-- Assignment --
Retype the entries in full, exactly.

-- Input --
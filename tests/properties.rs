//! Property-based tests for the MIL type system and IR invariants
//!
//! These verify the properties the optimizer leans on:
//! - Unification symmetry and idempotence
//! - Equality agrees with canonicalization (reference equality in the set)
//! - Alpha renaming preserves summaries, and alpha equivalence implies
//!   equal summaries
//! - Bit pattern diagrams agree with numeric comparison

use proptest::prelude::*;

use milc::atom::{Atom, Const, Temp, TempSubst};
use milc::code::Code;
use milc::obdd::Pat;
use milc::tail::Tail;
use milc::types::{IdSource, Tycon, Type};
use milc::tyset::{ref_eq, TypeSet};

// ============================================================================
// Type generators
// ============================================================================

/// Generate a ground type built from structurally comparable heads, with
/// occasional synonym wrappers of differing levels.
fn arb_ground_type(depth: usize) -> BoxedStrategy<Type> {
    if depth == 0 {
        prop_oneof![
            Just(Type::word()),
            Just(Type::flag()),
            (0u64..65).prop_map(Type::bit),
            (1u64..300).prop_map(Type::ix),
        ]
        .boxed()
    } else {
        prop_oneof![
            4 => arb_ground_type(0),
            2 => (arb_ground_type(depth - 1), arb_ground_type(depth - 1)).prop_map(|(a, b)| {
                Type::milfun(Type::tuple(vec![a]), Type::tuple(vec![b]))
            }),
            1 => prop::collection::vec(arb_ground_type(depth - 1), 0..=2)
                .prop_map(Type::tuple),
            // type Id a = a, at level 0
            1 => arb_ground_type(depth - 1).prop_map(|t| {
                Type::Con(Tycon::synonym("Id", 1, 0, Type::Gen(0))).ap(t)
            }),
            // type Wrap a = Id a, at level 1
            1 => arb_ground_type(depth - 1).prop_map(|t| {
                let id = Tycon::synonym("Id", 1, 0, Type::Gen(0));
                Type::Con(Tycon::synonym("Wrap", 1, 1, Type::Con(id).ap(Type::Gen(0)))).ap(t)
            }),
        ]
        .boxed()
    }
}

proptest! {
    #[test]
    fn unification_is_symmetric(t1 in arb_ground_type(3), t2 in arb_ground_type(3)) {
        let forward = t1.unify(&t2).is_ok();
        let backward = t2.unify(&t1).is_ok();
        prop_assert_eq!(forward, backward);
        // ground types unify exactly when they are equal
        prop_assert_eq!(forward, t1.same(&t2));
    }

    #[test]
    fn unification_is_idempotent(t in arb_ground_type(3)) {
        let mut ids = IdSource::new();
        let v = ids.fresh_tvar(milc::Kind::Star);
        if t.kind() == milc::Kind::Star {
            v.unify(&t).unwrap();
            // repeating the same unification is a no-op
            v.unify(&t).unwrap();
            t.unify(&v).unwrap();
            prop_assert!(v.same(&t));
        }
    }

    #[test]
    fn equality_agrees_with_canonicalization(
        t1 in arb_ground_type(3),
        t2 in arb_ground_type(3),
    ) {
        let mut set = TypeSet::new();
        let c1 = set.canon_type(&t1);
        let c2 = set.canon_type(&t2);
        prop_assert_eq!(t1.same(&t2), ref_eq(&c1, &c2));
    }

    #[test]
    fn canonicalization_is_stable(t in arb_ground_type(3)) {
        let mut set = TypeSet::new();
        let c1 = set.canon_type(&t);
        let c2 = set.canon_type(&t);
        let c3 = set.canon_type(&c1);
        prop_assert!(ref_eq(&c1, &c2));
        prop_assert!(ref_eq(&c1, &c3));
    }
}

// ============================================================================
// Alpha equivalence and summaries
// ============================================================================

/// Build a straight-line code sequence over the given parameters from a
/// shape seed: a chain of returns, selects, and constant binds.
fn build_code(params: &[Temp], consts: &[i64], ids: &mut IdSource) -> Code {
    let ret: Vec<Atom> = params.iter().cloned().map(Atom::Var).collect();
    let mut code = Code::Done(Tail::Return(ret));
    for c in consts {
        let v = Temp::fresh(ids);
        code = Code::Bind {
            vs: vec![v],
            tail: Tail::Return(vec![Atom::Lit(Const::Word(*c))]),
            rest: Box::new(code),
        };
    }
    code
}

proptest! {
    #[test]
    fn alpha_renaming_preserves_summaries(
        nparams in 0usize..4,
        consts in prop::collection::vec(-100i64..100, 0..5),
    ) {
        let mut ids = IdSource::new();
        let params = Temp::make_temps(&mut ids, nparams);
        let code = build_code(&params, &consts, &mut ids);

        // rename every parameter and binder
        let fresh = Temp::make_temps(&mut ids, nparams);
        let atoms: Vec<Atom> = fresh.iter().cloned().map(Atom::Var).collect();
        let s = TempSubst::empty().extend_pairs(&params, &atoms);
        let renamed = code.apply_freshening(&s, &mut ids);

        prop_assert_eq!(code.summary(), renamed.summary());
        prop_assert!(code.alpha_code(&params, &renamed, &fresh));
    }

    #[test]
    fn alpha_equivalent_codes_have_equal_summaries(
        nparams in 0usize..4,
        consts in prop::collection::vec(-100i64..100, 0..5),
    ) {
        // two independently built copies of the same shape are alpha
        // equivalent, and so must agree on their summary
        let mut ids = IdSource::new();
        let p1 = Temp::make_temps(&mut ids, nparams);
        let c1 = build_code(&p1, &consts, &mut ids);
        let p2 = Temp::make_temps(&mut ids, nparams);
        let c2 = build_code(&p2, &consts, &mut ids);

        prop_assert!(c1.alpha_code(&p1, &c2, &p2));
        prop_assert_eq!(c1.summary(), c2.summary());
    }

    #[test]
    fn distinct_constants_are_not_alpha_equivalent(
        nparams in 0usize..3,
        c in -100i64..100,
    ) {
        let mut ids = IdSource::new();
        let p1 = Temp::make_temps(&mut ids, nparams);
        let c1 = build_code(&p1, &[c], &mut ids);
        let p2 = Temp::make_temps(&mut ids, nparams);
        let c2 = build_code(&p2, &[c + 1], &mut ids);
        prop_assert!(!c1.alpha_code(&p1, &c2, &p2));
    }
}

// ============================================================================
// Bit patterns
// ============================================================================

proptest! {
    #[test]
    fn below_matches_comparison(width in 1usize..16, bound in 0u64..70000, v in 0u64..70000) {
        let p = Pat::below(width, bound);
        if v < (1 << width) {
            prop_assert_eq!(p.includes(v), v < bound);
        }
    }

    #[test]
    fn exact_accepts_one_pattern(width in 1usize..16, bits in 0u64..70000, v in 0u64..70000) {
        if bits < (1 << width) && v < (1 << width) {
            let p = Pat::exact(width, bits);
            prop_assert_eq!(p.includes(v), v == bits);
        }
    }

    #[test]
    fn and_or_not_are_pointwise(width in 1usize..10, a in 0u64..1024, b in 0u64..1024, v in 0u64..1024) {
        if a < (1 << width) && b < (1 << width) && v < (1 << width) {
            let pa = Pat::below(width, a);
            let pb = Pat::exact(width, b);
            prop_assert_eq!(pa.and(&pb).includes(v), pa.includes(v) && pb.includes(v));
            prop_assert_eq!(pa.or(&pb).includes(v), pa.includes(v) || pb.includes(v));
            prop_assert_eq!(pa.not().includes(v), !pa.includes(v));
        }
    }

    #[test]
    fn ix_patterns_bound_their_values(n in 1u64..1000, v in 0u64..1000) {
        let p = Type::ix(n).bit_pat().unwrap();
        prop_assert_eq!(p.includes(v), v < n);
    }
}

-- Solution to the exercise --
filename tests/properties.rs
//! Property-based tests for the MIL type system and IR invariants
//!
//! These verify the properties the optimizer leans on:
//! - Unification symmetry and idempotence
//! - Equality agrees with canonicalization (reference equality in the set)
//! - Alpha renaming preserves summaries, and alpha equivalence implies
//!   equal summaries
//! - Bit pattern diagrams agree with numeric comparison

use proptest::prelude::*;

use milc::atom::{Atom, Const, Temp, TempSubst};
use milc::code::Code;
use milc::obdd::Pat;
use milc::tail::Tail;
use milc::types::{IdSource, Tycon, Type};
use milc::tyset::{ref_eq, TypeSet};

// ============================================================================
// Type generators
// ============================================================================

/// Generate a ground type built from structurally comparable heads, with
/// occasional synonym wrappers of differing levels.
fn arb_ground_type(depth: usize) -> BoxedStrategy<Type> {
    if depth == 0 {
        prop_oneof![
            Just(Type::word()),
            Just(Type::flag()),
            (0u64..65).prop_map(Type::bit),
            (1u64..300).prop_map(Type::ix),
        ]
        .boxed()
    } else {
        prop_oneof![
            4 => arb_ground_type(0),
            2 => (arb_ground_type(depth - 1), arb_ground_type(depth - 1)).prop_map(|(a, b)| {
                Type::milfun(Type::tuple(vec![a]), Type::tuple(vec![b]))
            }),
            1 => prop::collection::vec(arb_ground_type(depth - 1), 0..=2)
                .prop_map(Type::tuple),
            // type Id a = a, at level 0
            1 => arb_ground_type(depth - 1).prop_map(|t| {
                Type::Con(Tycon::synonym("Id", 1, 0, Type::Gen(0))).ap(t)
            }),
            // type Wrap a = Id a, at level 1
            1 => arb_ground_type(depth - 1).prop_map(|t| {
                let id = Tycon::synonym("Id", 1, 0, Type::Gen(0));
                Type::Con(Tycon::synonym("Wrap", 1, 1, Type::Con(id).ap(Type::Gen(0)))).ap(t)
            }),
        ]
        .boxed()
    }
}

proptest! {
    #[test]
    fn unification_is_symmetric(t1 in arb_ground_type(3), t2 in arb_ground_type(3)) {
        let forward = t1.unify(&t2).is_ok();
        let backward = t2.unify(&t1).is_ok();
        prop_assert_eq!(forward, backward);
        // ground types unify exactly when they are equal
        prop_assert_eq!(forward, t1.same(&t2));
    }

    #[test]
    fn unification_is_idempotent(t in arb_ground_type(3)) {
        let mut ids = IdSource::new();
        let v = ids.fresh_tvar(milc::Kind::Star);
        if t.kind() == milc::Kind::Star {
            v.unify(&t).unwrap();
            // repeating the same unification is a no-op
            v.unify(&t).unwrap();
            t.unify(&v).unwrap();
            prop_assert!(v.same(&t));
        }
    }

    #[test]
    fn equality_agrees_with_canonicalization(
        t1 in arb_ground_type(3),
        t2 in arb_ground_type(3),
    ) {
        let mut set = TypeSet::new();
        let c1 = set.canon_type(&t1);
        let c2 = set.canon_type(&t2);
        prop_assert_eq!(t1.same(&t2), ref_eq(&c1, &c2));
    }

    #[test]
    fn canonicalization_is_stable(t in arb_ground_type(3)) {
        let mut set = TypeSet::new();
        let c1 = set.canon_type(&t);
        let c2 = set.canon_type(&t);
        let c3 = set.canon_type(&c1);
        prop_assert!(ref_eq(&c1, &c2));
        prop_assert!(ref_eq(&c1, &c3));
    }
}

// ============================================================================
// Alpha equivalence and summaries
// ============================================================================

/// Build a straight-line code sequence over the given parameters from a
/// shape seed: a chain of returns, selects, and constant binds.
fn build_code(params: &[Temp], consts: &[i64], ids: &mut IdSource) -> Code {
    let ret: Vec<Atom> = params.iter().cloned().map(Atom::Var).collect();
    let mut code = Code::Done(Tail::Return(ret));
    for c in consts {
        let v = Temp::fresh(ids);
        code = Code::Bind {
            vs: vec![v],
            tail: Tail::Return(vec![Atom::Lit(Const::Word(*c))]),
            rest: Box::new(code),
        };
    }
    code
}

proptest! {
    #[test]
    fn alpha_renaming_preserves_summaries(
        nparams in 0usize..4,
        consts in prop::collection::vec(-100i64..100, 0..5),
    ) {
        let mut ids = IdSource::new();
        let params = Temp::make_temps(&mut ids, nparams);
        let code = build_code(&params, &consts, &mut ids);

        // rename every parameter and binder
        let fresh = Temp::make_temps(&mut ids, nparams);
        let atoms: Vec<Atom> = fresh.iter().cloned().map(Atom::Var).collect();
        let s = TempSubst::empty().extend_pairs(&params, &atoms);
        let renamed = code.apply_freshening(&s, &mut ids);

        prop_assert_eq!(code.summary(), renamed.summary());
        prop_assert!(code.alpha_code(&params, &renamed, &fresh));
    }

    #[test]
    fn alpha_equivalent_codes_have_equal_summaries(
        nparams in 0usize..4,
        consts in prop::collection::vec(-100i64..100, 0..5),
    ) {
        // two independently built copies of the same shape are alpha
        // equivalent, and so must agree on their summary
        let mut ids = IdSource::new();
        let p1 = Temp::make_temps(&mut ids, nparams);
        let c1 = build_code(&p1, &consts, &mut ids);
        let p2 = Temp::make_temps(&mut ids, nparams);
        let c2 = build_code(&p2, &consts, &mut ids);

        prop_assert!(c1.alpha_code(&p1, &c2, &p2));
        prop_assert_eq!(c1.summary(), c2.summary());
    }

    #[test]
    fn distinct_constants_are_not_alpha_equivalent(
        nparams in 0usize..3,
        c in -100i64..100,
    ) {
        let mut ids = IdSource::new();
        let p1 = Temp::make_temps(&mut ids, nparams);
        let c1 = build_code(&p1, &[c], &mut ids);
        let p2 = Temp::make_temps(&mut ids, nparams);
        let c2 = build_code(&p2, &[c + 1], &mut ids);
        prop_assert!(!c1.alpha_code(&p1, &c2, &p2));
    }
}

// ============================================================================
// Bit patterns
// ============================================================================

proptest! {
    #[test]
    fn below_matches_comparison(width in 1usize..16, bound in 0u64..70000, v in 0u64..70000) {
        let p = Pat::below(width, bound);
        if v < (1 << width) {
            prop_assert_eq!(p.includes(v), v < bound);
        }
    }

    #[test]
    fn exact_accepts_one_pattern(width in 1usize..16, bits in 0u64..70000, v in 0u64..70000) {
        if bits < (1 << width) && v < (1 << width) {
            let p = Pat::exact(width, bits);
            prop_assert_eq!(p.includes(v), v == bits);
        }
    }

    #[test]
    fn and_or_not_are_pointwise(width in 1usize..10, a in 0u64..1024, b in 0u64..1024, v in 0u64..1024) {
        if a < (1 << width) && b < (1 << width) && v < (1 << width) {
            let pa = Pat::below(width, a);
            let pb = Pat::exact(width, b);
            prop_assert_eq!(pa.and(&pb).includes(v), pa.includes(v) && pb.includes(v));
            prop_assert_eq!(pa.or(&pb).includes(v), pa.includes(v) || pb.includes(v));
            prop_assert_eq!(pa.not().includes(v), !pa.includes(v));
        }
    }

    #[test]
    fn ix_patterns_bound_their_values(n in 1u64..1000, v in 0u64..1000) {
        let p = Type::ix(n).bit_pat().unwrap();
        prop_assert_eq!(p.includes(v), v < n);
    }
}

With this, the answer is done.